Juri Krasnoumov (29), Mechanical Engineering (3mE):


 


On a more personal level, what did you have to sacrifice for your successful career?


 


“I don’t feel I had to sacrifice anything. I have many hobbies, I like my free time, I like my family, so that’s a given. And work has to fit in with that. And it does very well. At the start of my career I wasn’t sure how everything would play out.. I knew I wanted to see the world, I was curious. I didn’t dare saying I was ambitious when I started, but now I know that being ambitious is the same as being curious. I have not been motivated by the status or the salary of a job, but driven by my willingness to work on interesting problems. I think what made the difference is that I just grasped the opportunities that were initially out of my comfort zone. For example I didn’t think I could work as a supervisor with operators on a plant. I saw myself more in the role of a technology expert with paper and nice teamwork. But once you work as in operations you discover you like the job and you learn a lot. I’ve managed to combine my private life and my job really well. Something that played out different: I did not expect I would work fulltime as a mother Only part of my career I have been working part-time. When we went to Australia I had to either choose to work fulltime or not at all. I thought I’d stop and do an MBA or something. But my husband, who also works with Shell, said: I have the same worries for the kids. I’m also a parent. Why don’t we try this together and if it doesn’t work one of us can stop working. We are in this together. In the end we tried it and in Australia it was very well organised to combine jobs with small kids. We were blessed with kids that didn’t have special needs. And it worked out very well.”


 


What does your working day look like?


 


“It’s very divers because my work is on the interface between Shell and society . I meet all kind of groups, universities, students, mayors, companies, local neighbours, start-ups, politicians. I spend half of my time outside of the office meeting with people on all kinds of subjects. The other half of it is inside the office with people visiting me or also communicating internally of course. There is a multitude of topics every day.


 


Three days a week I start the day running in the morning with my friends and I arrive at the office between eight and nine in the morning. Three nights a week I have engagements somewhere in the country for dialogues. So during the week I’m quite busy, but in the weekend there is hardly anything with regards to work. Sometimes a party that I’m invited to.”


 

With special thanks to Eva Schouten, Commissaris Onderwijs at Technologisch Gezelschap, who took the initiative for the interview and did a large share of the production work.
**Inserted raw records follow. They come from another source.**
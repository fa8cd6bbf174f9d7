mod advance;
mod state;
mod store;

pub use advance::AutoAdvance;
pub use state::{DisplayMode, PlaybackStatus, PlayerState};
pub use store::PlayerStore;
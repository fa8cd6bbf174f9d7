/// Holds the latest update until the next animation frame.
///
/// Pointer events can arrive many times per frame. Each one overwrites the
/// pending value; the host renders at most once per frame by calling
/// [`FrameCoalescer::take`] from its frame callback.
#[derive(Debug, Clone)]
pub struct FrameCoalescer<T> {
    pending: Option<T>,
    frame_requested: bool,
}

impl<T> Default for FrameCoalescer<T> {
    fn default() -> Self {
        Self {
            pending: None,
            frame_requested: false,
        }
    }
}

impl<T> FrameCoalescer<T> {
    pub fn new() -> Self {
        Self::default()
    }

    /// Queue `value` for the next frame. Returns true when the caller must
    /// request a frame; false when one is already on its way.
    pub fn schedule(&mut self, value: T) -> bool {
        self.pending = Some(value);
        !std::mem::replace(&mut self.frame_requested, true)
    }

    /// Frame callback: hand out the latest value, if any.
    pub fn take(&mut self) -> Option<T> {
        self.frame_requested = false;
        self.pending.take()
    }

    pub fn has_pending(&self) -> bool {
        self.pending.is_some()
    }

    pub fn clear(&mut self) {
        self.pending = None;
        self.frame_requested = false;
    }
}
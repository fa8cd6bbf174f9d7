//! Ranking documents as served by the site's data routes.
//!
//! Two shapes exist. The live event serves `data.ranking.videos`; archived
//! seasons serve a mylist under `pageProps.localRankingData`.

use super::error::{RankingError, Result};
use log::trace;
use serde::Deserialize;
use vcp_model::{Track, VideoId};

#[derive(Debug, Deserialize)]
#[serde(untagged)]
enum RankingDocument {
    Archived {
        #[serde(rename = "pageProps")]
        page_props: ArchivedProps,
    },
    Live {
        #[serde(default)]
        data: Option<LiveData>,
    },
}

#[derive(Debug, Deserialize)]
struct LiveData {
    ranking: Option<VideoList>,
}

#[derive(Debug, Deserialize)]
struct VideoList {
    #[serde(default)]
    videos: Vec<RawVideo>,
}

#[derive(Debug, Deserialize)]
#[serde(rename_all = "camelCase")]
struct ArchivedProps {
    local_ranking_data: ArchivedRanking,
}

#[derive(Debug, Deserialize)]
struct ArchivedRanking {
    #[serde(default)]
    data: Option<ArchivedData>,
}

#[derive(Debug, Deserialize)]
struct ArchivedData {
    #[serde(default)]
    mylist: Option<ItemList>,
    #[serde(default)]
    items: Option<Vec<RawItem>>,
}

#[derive(Debug, Deserialize)]
struct ItemList {
    #[serde(default)]
    items: Vec<RawItem>,
}

#[derive(Debug, Deserialize)]
struct RawItem {
    video: RawVideo,
}

#[derive(Debug, Deserialize)]
struct RawVideo {
    id: String,
    title: String,
    #[serde(default)]
    duration: f64,
    #[serde(default)]
    owner: Option<RawOwner>,
    #[serde(default)]
    thumbnail: Option<RawThumbnail>,
    #[serde(default)]
    count: Option<RawCount>,
}

#[derive(Debug, Deserialize)]
struct RawOwner {
    #[serde(default)]
    name: Option<String>,
}

#[derive(Debug, Deserialize)]
#[serde(rename_all = "camelCase")]
struct RawThumbnail {
    #[serde(default)]
    url: Option<String>,
    #[serde(default)]
    middle_url: Option<String>,
}

#[derive(Debug, Deserialize)]
struct RawCount {
    #[serde(default)]
    view: Option<u64>,
}

impl RawVideo {
    fn into_track(self) -> Option<Track> {
        let id = match VideoId::new(self.id) {
            Ok(id) => id,
            Err(err) => {
                trace!("[Ranking] Skipping video: {}", err);
                return None;
            }
        };

        let duration = if self.duration.is_finite() {
            self.duration.round().clamp(0.0, f64::from(u32::MAX)) as u32
        } else {
            0
        };
        let owner = self.owner.and_then(|o| o.name).unwrap_or_default();
        let mut track = Track::new(id, self.title, duration, owner);

        if let Some(url) = self
            .thumbnail
            .and_then(|thumb| thumb.middle_url.or(thumb.url))
        {
            track = track.with_thumbnail(url);
        }
        if let Some(views) = self.count.and_then(|count| count.view) {
            track = track.with_view_count(views);
        }
        Some(track)
    }
}

/// Decode a ranking document into tracks, in ranking order.
pub fn parse_ranking(body: &str) -> Result<Vec<Track>> {
    let document: RankingDocument = serde_json::from_str(body)?;

    let videos = match document {
        RankingDocument::Live { data } => data
            .and_then(|data| data.ranking)
            .map(|ranking| ranking.videos)
            .ok_or(RankingError::MissingData)?,
        RankingDocument::Archived { page_props } => {
            let data = page_props.local_ranking_data.data;
            data.and_then(|data| {
                data.mylist.map(|list| list.items).or(data.items)
            })
            .unwrap_or_default()
            .into_iter()
            .map(|item| item.video)
            .collect()
        }
    };

    Ok(videos.into_iter().filter_map(RawVideo::into_track).collect())
}
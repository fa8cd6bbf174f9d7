/// Render a duration in seconds as `mm:ss`, or `hh:mm:ss` once an hour is
/// reached (or always, with `show_hours`).
pub fn format_duration(seconds: u32, show_hours: bool) -> String {
    let hours = seconds / 3600;
    let minutes = (seconds % 3600) / 60;
    let secs = seconds % 60;

    if hours > 0 || show_hours {
        format!("{hours:02}:{minutes:02}:{secs:02}")
    } else {
        format!("{minutes:02}:{secs:02}")
    }
}

#[cfg(test)]
mod tests {
    use super::format_duration;

    #[test]
    fn short_durations_omit_hours() {
        assert_eq!(format_duration(0, false), "00:00");
        assert_eq!(format_duration(215, false), "03:35");
    }

    #[test]
    fn hours_are_shown_when_needed_or_forced() {
        assert_eq!(format_duration(3661, false), "01:01:01");
        assert_eq!(format_duration(59, true), "00:00:59");
    }
}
Five student associations invited the president-director of Shell Netherlands, Marjan van Loon, for the Pentagon lecture on March 28.


CV


Marjan van Loon is president-director of Shell Netherlands since January 2016. She was born in 1965 in Helmond and studied Chemical Engineering at TU Eindhoven. Directly after that, she went into service with Shell in 1989. In the period 1997-2007 she worked in Australia and Malaysia on a gas plant and in Shell’s regional head office as the manager for LNG and gas processing. Prior to becoming president-director she was vice-president of integrated gas and liquid natural gas (LNG) in Shell’s Projects and Technology division. Van Loon is married to a Shell man. Together they have a daughter who studies mechanical engineering in Delft and a 17-year old son who still lives with his parents. Under Van Loon’s governance, Shell has decided to participate in a large offshore windpark. The investment is seen as a change of course in Shell’s energy strategy.